By Edmund Blair and Marwa Awad
CAIRO (Reuters) - Opponents of Egypt's president scuffled with his supporters on Friday during a demonstration that was billed as a test of Mohamed Mursi's popularity on the street but which managed to muster only modest numbers against his rule.
After months of turmoil and bloodshed, Egypt's streets have calmed since Mursi's June election that ended 60 years of rule by military men, a relief to Egyptians and the West, wary of instability in a nation that has a peace treaty with Israel.
But Mursi now faces the giant task of rebuilding a shattered economy and delivering better living standards to a nation of 82 million where swathes still live in dire poverty.
Egyptians had been nervous that Friday's anti-Mursi protest, flagged for several weeks, could turn violent and security was tight around the presidential palace and some other sites.
In Cairo's Tahrir Square, rival groups of youths hurled stones and bottles at each other, staging running battles in side streets. Some wielded sticks and charged opponents. Dozens also scuffled in Ismailiya, east of Cairo, a witness said.
But scenes were quieter in other areas of Cairo where Mursi's opponents gathered, and total numbers across the capital and elsewhere were relatively modest, reaching 2,000 or so rather than the seas of people who turned to unseat Mubarak or gathered in other demonstrations since then.
Several liberal groups usually critical of Mursi's Muslim Brotherhood stayed away, including the April 6 youth movement that galvanized protests to oust Hosni Mubarak last year.
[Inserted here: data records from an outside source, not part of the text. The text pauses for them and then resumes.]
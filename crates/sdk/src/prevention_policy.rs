//! Prevention policy management: lifecycle, precedence, and membership.

use falcon_api::FalconClient;
use falcon_types::{CallArgs, DispatchError, Params, ResultEnvelope};
use serde_json::Value;

use crate::dispatch::dispatch;

/// Operations on prevention policies.
#[derive(Debug, Clone)]
pub struct PreventionPolicy {
    client: FalconClient,
}

impl PreventionPolicy {
    /// Creates the façade over a configured client.
    pub fn new(client: FalconClient) -> Self {
        Self { client }
    }

    /// Search for members of a prevention policy and return full host
    /// details.
    pub async fn query_combined_policy_members(
        &self,
        parameters: Option<Params>,
    ) -> Result<ResultEnvelope, DispatchError> {
        dispatch(
            &self.client,
            "queryCombinedPreventionPolicyMembers",
            CallArgs::parameters(parameters),
        )
        .await
    }

    /// Search for prevention policies and return full policy details.
    pub async fn query_combined_policies(
        &self,
        parameters: Option<Params>,
    ) -> Result<ResultEnvelope, DispatchError> {
        dispatch(
            &self.client,
            "queryCombinedPreventionPolicies",
            CallArgs::parameters(parameters),
        )
        .await
    }

    /// Perform the specified action on the prevention policies named in the
    /// body.
    pub async fn perform_policies_action(
        &self,
        parameters: Option<Params>,
        body: Value,
    ) -> Result<ResultEnvelope, DispatchError> {
        dispatch(
            &self.client,
            "performPreventionPoliciesAction",
            CallArgs::parameters(parameters).with_json(body),
        )
        .await
    }

    /// Set the precedence of prevention policies based on the order of IDs
    /// in the body.
    pub async fn set_policies_precedence(
        &self,
        body: Value,
    ) -> Result<ResultEnvelope, DispatchError> {
        dispatch(
            &self.client,
            "setPreventionPoliciesPrecedence",
            CallArgs::new().with_json(body),
        )
        .await
    }

    /// Retrieve a set of prevention policies by specifying their IDs.
    pub async fn get_policies(
        &self,
        parameters: Option<Params>,
    ) -> Result<ResultEnvelope, DispatchError> {
        dispatch(
            &self.client,
            "getPreventionPolicies",
            CallArgs::parameters(parameters),
        )
        .await
    }

    /// Create prevention policies by specifying details about the policies
    /// to create.
    pub async fn create_policies(&self, body: Value) -> Result<ResultEnvelope, DispatchError> {
        dispatch(
            &self.client,
            "createPreventionPolicies",
            CallArgs::new().with_json(body),
        )
        .await
    }

    /// Delete a set of prevention policies by specifying their IDs.
    pub async fn delete_policies(
        &self,
        parameters: Option<Params>,
    ) -> Result<ResultEnvelope, DispatchError> {
        dispatch(
            &self.client,
            "deletePreventionPolicies",
            CallArgs::parameters(parameters),
        )
        .await
    }

    /// Update prevention policies by specifying the policy ID and the
    /// details to update.
    pub async fn update_policies(&self, body: Value) -> Result<ResultEnvelope, DispatchError> {
        dispatch(
            &self.client,
            "updatePreventionPolicies",
            CallArgs::new().with_json(body),
        )
        .await
    }

    /// Search for members of a prevention policy and return a set of agent
    /// IDs.
    pub async fn query_policy_members(
        &self,
        parameters: Option<Params>,
    ) -> Result<ResultEnvelope, DispatchError> {
        dispatch(
            &self.client,
            "queryPreventionPolicyMembers",
            CallArgs::parameters(parameters),
        )
        .await
    }

    /// Search for prevention policies and return a set of policy IDs.
    pub async fn query_policies(
        &self,
        parameters: Option<Params>,
    ) -> Result<ResultEnvelope, DispatchError> {
        dispatch(
            &self.client,
            "queryPreventionPolicies",
            CallArgs::parameters(parameters),
        )
        .await
    }
}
Some said Mursi could not be judged just two months into office.
Activists behind the protest accuse Mursi of seeking to monopolise power after he wrested back prerogatives in August that the military council, which had ruled Egypt for a year and a half after Mubarak's fall, had sought to retain for itself.
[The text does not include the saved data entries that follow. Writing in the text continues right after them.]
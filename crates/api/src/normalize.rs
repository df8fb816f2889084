//! Response normalization into the uniform result envelope.
//!
//! Every call outcome funnels through here: real HTTP responses of any
//! status pass through with their body parsed, while transport-class faults
//! are synthesized into a 500 envelope carrying the error text. Callers
//! therefore inspect exactly one shape.

use std::fmt;

use falcon_types::ResultEnvelope;
use indexmap::IndexMap;
use serde_json::Value;
use thiserror::Error;
use tracing::warn;

use crate::transport::RawResponse;

/// Normalizes a raw HTTP response into a [`ResultEnvelope`].
///
/// An empty or whitespace-only body becomes `Value::Null` while the real
/// status and headers are kept, so 204-style responses stay observable. A
/// non-empty body that is not valid JSON counts as a transport-class fault
/// and produces the failure envelope.
pub fn normalize(raw: RawResponse) -> ResultEnvelope {
    if raw.body.trim().is_empty() {
        return ResultEnvelope::new(raw.status, raw.headers, Value::Null);
    }
    match parse_body_strict(&raw.body, raw.status) {
        Ok(body) => ResultEnvelope::new(raw.status, raw.headers, body),
        Err(error) => {
            warn!(status = raw.status, error = %error, "response body is not valid JSON");
            failure_envelope(&error)
        }
    }
}

/// Synthesizes the uniform failure envelope: status 500, no headers, and the
/// error text as the body.
pub fn failure_envelope<E: fmt::Display + ?Sized>(error: &E) -> ResultEnvelope {
    ResultEnvelope::new(500, IndexMap::new(), Value::String(error.to_string()))
}

/// Parses a response body as JSON, decorating failures with the HTTP status
/// and a truncated preview of the offending text.
fn parse_body_strict(text: &str, status: u16) -> Result<Value, JsonParseError> {
    serde_json::from_str::<Value>(text).map_err(|source| JsonParseError {
        status,
        source,
        body_preview: truncate_preview(text, 200),
    })
}

fn truncate_preview(text: &str, limit: usize) -> String {
    if text.trim().is_empty() {
        return "<empty>".to_string();
    }

    let mut preview = String::new();
    for ch in text.chars() {
        if preview.len() >= limit {
            preview.push_str("...");
            break;
        }
        match ch {
            '\n' | '\r' | '\t' => {
                if !preview.ends_with(' ') {
                    preview.push(' ');
                }
            }
            _ => preview.push(ch),
        }
    }

    preview.trim().to_string()
}

/// Error produced when a non-empty response body fails strict JSON parsing.
#[derive(Debug, Error)]
#[error("failed to parse JSON response (status {status}): {source}. body preview: {body_preview}")]
struct JsonParseError {
    status: u16,
    #[source]
    source: serde_json::Error,
    body_preview: String,
}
"Wake up Egyptian people. Don't fall for the Brotherhood," said Mahmoud, in his 50s, addressing about 200 people in Tahrir Square. "Egypt is for all Egyptians, not only one group."
Many now want to give Mursi time to deliver and want to judge him at the ballot box, not on the street.
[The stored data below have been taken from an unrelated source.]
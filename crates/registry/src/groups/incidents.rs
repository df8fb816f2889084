//! Incident and CrowdScore operations.

use falcon_types::{EndpointDescriptor, ParamKind};

const GROUP: &str = "incidents";

pub(crate) fn endpoints() -> Vec<EndpointDescriptor> {
    vec![
        EndpointDescriptor::new(
            "CrowdScore",
            "GET",
            "/incidents/combined/crowdscores/v1",
            "Query environment wide CrowdScore and return the entity data",
            GROUP,
        )
        .query("filter", ParamKind::String, false)
        .query("offset", ParamKind::Integer, false)
        .query("limit", ParamKind::Integer, false)
        .query("sort", ParamKind::String, false),
        EndpointDescriptor::new(
            "GetBehaviors",
            "POST",
            "/incidents/entities/behaviors/GET/v1",
            "Get details on behaviors by providing behavior IDs",
            GROUP,
        )
        .json_body(true),
        EndpointDescriptor::new(
            "PerformIncidentAction",
            "POST",
            "/incidents/entities/incident-actions/v1",
            "Perform a set of actions on one or more incidents, such as \
             adding tags or changing status",
            GROUP,
        )
        .json_body(true),
        EndpointDescriptor::new(
            "GetIncidents",
            "POST",
            "/incidents/entities/incidents/GET/v1",
            "Get details on incidents by providing incident IDs",
            GROUP,
        )
        .json_body(true),
        EndpointDescriptor::new(
            "QueryBehaviors",
            "GET",
            "/incidents/queries/behaviors/v1",
            "Search for behaviors by providing an FQL filter, sorting, and \
             paging details",
            GROUP,
        )
        .query("filter", ParamKind::String, false)
        .query("offset", ParamKind::Integer, false)
        .query("limit", ParamKind::Integer, false)
        .query("sort", ParamKind::String, false),
        EndpointDescriptor::new(
            "QueryIncidents",
            "GET",
            "/incidents/queries/incidents/v1",
            "Search for incidents by providing an FQL filter, sorting, and \
             paging details",
            GROUP,
        )
        .query("filter", ParamKind::String, false)
        .query("offset", ParamKind::Integer, false)
        .query("limit", ParamKind::Integer, false)
        .query("sort", ParamKind::String, false),
    ]
}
"Respectable democratic countries elect a leader and then give him time to prove himself," said Sabr Salah, 47, despite not being a Mursi backer. "We must give Mursi a chance because he won the election. We can vote him out again next time."
Violence in Tahrir flared when witnesses heard shots. The Health Ministry reported five people wounded in Tahrir, the state news agency said. The agency also reported a doctor at a temporary clinic in Tahrir said he treated four people including three with gunshot wounds who were taken to hospital nearby.
PRESIDENTIAL PALACE CORDONED OFF
Elsewhere, police set up a cordon around the presidential palace to protect it from protesters gathered there. The army blocked a road to the Defence Ministry, where there had been clashes between protesters and troops this year.
"We must call for a revolution against the Brotherhood," said Maha Salem, wearing a Muslim veil, at a protest near Cairo's Nasser City. "They want to take over the country for themselves. Egypt is a civilian state not an Islamist one."
The organizers, among them opposition politician Mohamed Abou Hamed, want an investigation into the funding of the Brotherhood, repressed by Mubarak during his 30-year rule but which has dominated the political scene since he was toppled.
In a morning headline, the daily Al Masry Al Youm called the demonstration "the first test for Mursi", who was sworn in on June 30 as Egypt's first president not drawn from army ranks.
The police said they would protect peaceful protests but would crack down on any lawbreakers after speculation in the press and social media that protesters could target Brotherhood premises. Protest organizers said it would be peaceful.
April 6 said in a statement before the protest that it disagreed with the Brotherhood on many issues but added: "Does all that and more push us to issue a judgment now to burn the group's members or premises and exile them from the country?"
Ahmed Said, head of the Free Egyptians, another liberal group staying away, wrote on Facebook: "Those who want to bring down the Brotherhood should bring them down via elections."
Though some say he deserves more time, he has still drawn criticism, including accusations that he has sought to muzzle the media. Two journalists face charges of insulting Mursi.
However, some liberals back Mursi's early moves, such as his August 12 decision to dismiss top generals, who were seen as obstructing civilian rule, and to cancel a decree that had given the army legislative power in the absence of the parliament, that the generals had dissolved based on a court order.
However, one of his biggest tasks will be to fix the economy. This week, he launched talks for a $4.8 billion International Monetary Fund loan, a bid to rebuild confidence in what was once a darling of frontier market investors.